Revolving around the Shibata family who are strangely connected through petty theft, Kore-eda intimately explores their everyday life. Osamu and his wife Noboyu are a middle-aged couple living in a dilapidated apartment on the outskirts of Tokyo who have a teenage son named Shotaa and a daughter named Aki. The dire situation of the family also heavily relies on the elderly grandmother whose monthly allowance saves the family from starvation. They live in extreme poverty, but they love each other. ‘We’re connected by our hearts,’ Osamu says with an unhappy grimace. The plot starts when Osamu and Shotta encounter a five-year-old girl named Juri, who was abandoned near their apartment. The subject that the director elaborates on and wants to point out is, whether Juri has the right to choose one of the two families—the family who has found her in the streets, or the family who has abandoned her despite being related by blood. Juri chooses a family that treats her humanely, and thus ensuring a debate on whether individuals can choose their family (Ehrlich 2018: para.2).

In reality, Juri's parents’ act of abandoning her is a reflection of the parents' childhood trauma. This was further emphasised in one of the emotionally intense scenes where the mother and Juri hug each other. The director puts the audience in a dilemma at the end of the film, and this is what adds to the film's impact. The director endeavours to make the audience fall in love with the family of the thieves until the very end of the film. This is a film about abandoned people and the beautiful things that are lost and found between them. It is a film that asks its audience to reflect on where they belong, and on what belongs to them. You do not get to choose your own family, but family is still a choice that you must make over and over again. 

My Opinion

Kore-eda has the soul of a poet and shows us the moonlight, the sea, walking alongside the fences, and the snowman. The strong script, smooth rhythm, and soundtrack are the true qualities of the film. The camera stands still and introduces us gradually to the family members. The cluttered setting of the room, the second-hand clothing, and the way they eat and crave food rudely spreads a sense of anxiety in the audience which very cleverly shows us the social status of the family. 
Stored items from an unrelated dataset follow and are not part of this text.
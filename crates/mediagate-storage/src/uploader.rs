//! Upload and deletion orchestration
//!
//! `MediaUploader` is the single entry point for callers. For every upload it builds the
//! transformation and the storage identifier, submits one request to the provider and
//! normalizes the answer. Provider rejections and unusable names come back as
//! `Ok(None)` / `Ok(false)`; only transport and stream failures are errors.

use std::sync::Arc;
use std::time::Instant;

use mediagate_core::models::{
    DeletionRequest, ImageUpload, RawUpload, UploadOutcome, UploadRequest, VideoUpload,
};
use mediagate_core::{MediaResult, ResourceKind, UploaderConfig};
use mediagate_processing::{strip_extension, StorageNaming, TransformationBuilder};
use tokio::io::AsyncRead;

use crate::normalizer::{normalize_destroy, normalize_upload};
use crate::traits::{MediaClient, ProviderUploadRequest};

/// Upload orchestrator shared by all asset kinds
///
/// Cheap to clone; clones share the same provider client.
#[derive(Clone)]
pub struct MediaUploader {
    client: Arc<dyn MediaClient>,
    config: UploaderConfig,
}

impl MediaUploader {
    pub fn new(client: Arc<dyn MediaClient>, config: UploaderConfig) -> Self {
        Self { client, config }
    }

    pub fn config(&self) -> &UploaderConfig {
        &self.config
    }

    /// Upload an image, resized and optionally watermarked with overlay text.
    pub async fn upload_image(
        &self,
        options: ImageUpload,
        stream: &mut (dyn AsyncRead + Send + Unpin),
    ) -> MediaResult<Option<UploadOutcome>> {
        self.upload(options.into(), stream).await
    }

    /// Upload a video, trimmed to a window, faded and converted to mp4.
    pub async fn upload_video(
        &self,
        options: VideoUpload,
        stream: &mut (dyn AsyncRead + Send + Unpin),
    ) -> MediaResult<Option<UploadOutcome>> {
        self.upload(options.into(), stream).await
    }

    /// Upload a document as-is.
    pub async fn upload_raw_file(
        &self,
        options: RawUpload,
        stream: &mut (dyn AsyncRead + Send + Unpin),
    ) -> MediaResult<Option<UploadOutcome>> {
        self.upload(options.into(), stream).await
    }

    /// Upload any asset kind.
    ///
    /// Makes exactly one provider call, unless the logical name has no usable stem; that
    /// returns `None` without contacting the provider.
    pub async fn upload(
        &self,
        request: UploadRequest,
        stream: &mut (dyn AsyncRead + Send + Unpin),
    ) -> MediaResult<Option<UploadOutcome>> {
        if strip_extension(&request.logical_name).trim().is_empty() {
            tracing::debug!(
                asset_kind = %request.asset_kind,
                logical_name = %request.logical_name,
                "Skipping upload with empty public id"
            );
            return Ok(None);
        }

        let transformation =
            TransformationBuilder::build(&request, &self.config.transformation);
        let storage = StorageNaming::identify(
            &request.logical_name,
            request.asset_kind,
            self.config.naming,
        );
        let resource_kind = request.asset_kind.resource_kind();

        tracing::debug!(
            provider = self.client.provider_name(),
            asset_kind = %request.asset_kind,
            public_id = %storage.qualified_id(),
            has_transformation = transformation.is_some(),
            "Submitting upload"
        );

        let start = Instant::now();
        let response = self
            .client
            .upload(ProviderUploadRequest {
                stream,
                original_name: &request.original_name,
                resource_kind,
                storage,
                transformation,
            })
            .await?;

        let status = response.as_ref().map(|r| r.status_code.as_u16());
        let outcome = normalize_upload(response);
        let duration_ms = start.elapsed().as_secs_f64() * 1000.0;

        match &outcome {
            Some(outcome) => tracing::info!(
                asset_kind = %request.asset_kind,
                public_id = %outcome.public_id,
                duration_ms,
                "Upload successful"
            ),
            None => tracing::warn!(
                asset_kind = %request.asset_kind,
                logical_name = %request.logical_name,
                status = ?status,
                duration_ms,
                "Upload rejected by provider"
            ),
        }

        Ok(outcome)
    }

    /// Delete an asset. A blank id returns `false` without contacting the provider.
    pub async fn delete_asset(&self, id: &str, kind: ResourceKind) -> MediaResult<bool> {
        if id.trim().is_empty() {
            tracing::debug!("Skipping deletion of asset with empty id");
            return Ok(false);
        }

        let response = self.client.destroy(DeletionRequest::new(id, kind)).await?;
        let deleted = normalize_destroy(response);

        if deleted {
            tracing::info!(public_id = %id, resource_kind = %kind, "Asset deleted");
        } else {
            tracing::warn!(public_id = %id, resource_kind = %kind, "Asset deletion failed");
        }

        Ok(deleted)
    }
}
The director was aware that some scenes might be too long or repulsive. To avoid this, the scenes were transitioned quickly to appealing scenes—such as that of the boy walking alongside the fences. One of the most captivating aspects of the film is the intimate details in frames displaying sex, smoking, tea-boiling, corns in the saucepan, and the fan-spinning. Regarding whether one can choose their parents, I think the formation of the question is wrong and goes against the logic of nature. However, it is not inappropriate to question in this scenario to criticise questionable parenting. 

The Brothers Karamazov—a Russian novel by Dostoevsky about four brothers and the act of patricide—deals with themes of free will, God, family, and suffering. Throughout the subtext of the story, Dostoevsky emphasises the strength of the biological bond between family members. Dimitri Karamazov—the most turbulent of the brothers, holds a sergeant by his beard and mocks him in front of the crowd after throwing him in mud. The ten-year-old son of the sergeant throws himself at Dimitri’s feet and begs him not to hit his father. The child knows his father owes Dimitri a gambling debt and knows the crowd is watching him but still throws himself to defend his father, demonstrating the overwhelming strength of the familial connection.

Dostoevsky, F (1878-1880) The Brothers Karamazov, The Russian Messenger. 

Ehrlich, D (2018) Koreeda Hirokazu is Back with Heart-Shattering Drama about Love & Theft, IndieWire, 2021.

Singer, L (2017) Where to begin with Hirokazu Koreeda, BFI, 2021.